Your task is to copy every line below that contains the word "entries".

* Data section *

━━━━━━━━

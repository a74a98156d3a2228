use rustc_hash::FxHashMap;
use serde::{Deserialize, Serialize};

/// One group of records sharing a hash, with their summed popularity.
#[derive(Debug, Clone, PartialEq, Eq, Serialize, Deserialize)]
pub struct PopularHash {
    pub hash: String,
    pub popularity: u64,
    pub ids: Vec<String>,
}

/// Group `(hash, id, popularity)` entries by hash and rank the groups.
///
/// Groups are ordered by descending popularity; equal groups keep the order in
/// which their hash first appeared. `skip` past the end yields an empty page.
pub fn rank_groups<'a, I>(entries: I, limit: usize, skip: usize) -> Vec<PopularHash>
where
    I: IntoIterator<Item = (&'a str, &'a str, u32)>,
{
    let mut positions: FxHashMap<&'a str, usize> = FxHashMap::default();
    let mut groups: Vec<PopularHash> = Vec::new();

    for (hash, id, popularity) in entries {
        let position = *positions.entry(hash).or_insert_with(|| {
            groups.push(PopularHash { hash: hash.to_string(), popularity: 0, ids: Vec::new() });
            groups.len() - 1
        });

        let group = &mut groups[position];
        group.popularity += u64::from(popularity);
        group.ids.push(id.to_string());
    }

    // sort_by is stable, so ties stay in first-appearance order
    groups.sort_by(|a, b| b.popularity.cmp(&a.popularity));

    groups.into_iter().skip(skip).take(limit).collect()
}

━━━━━━━━

* Task answer *
/// Group `(hash, id, popularity)` entries by hash and rank the groups.
pub fn rank_groups<'a, I>(entries: I, limit: usize, skip: usize) -> Vec<PopularHash>
    for (hash, id, popularity) in entries {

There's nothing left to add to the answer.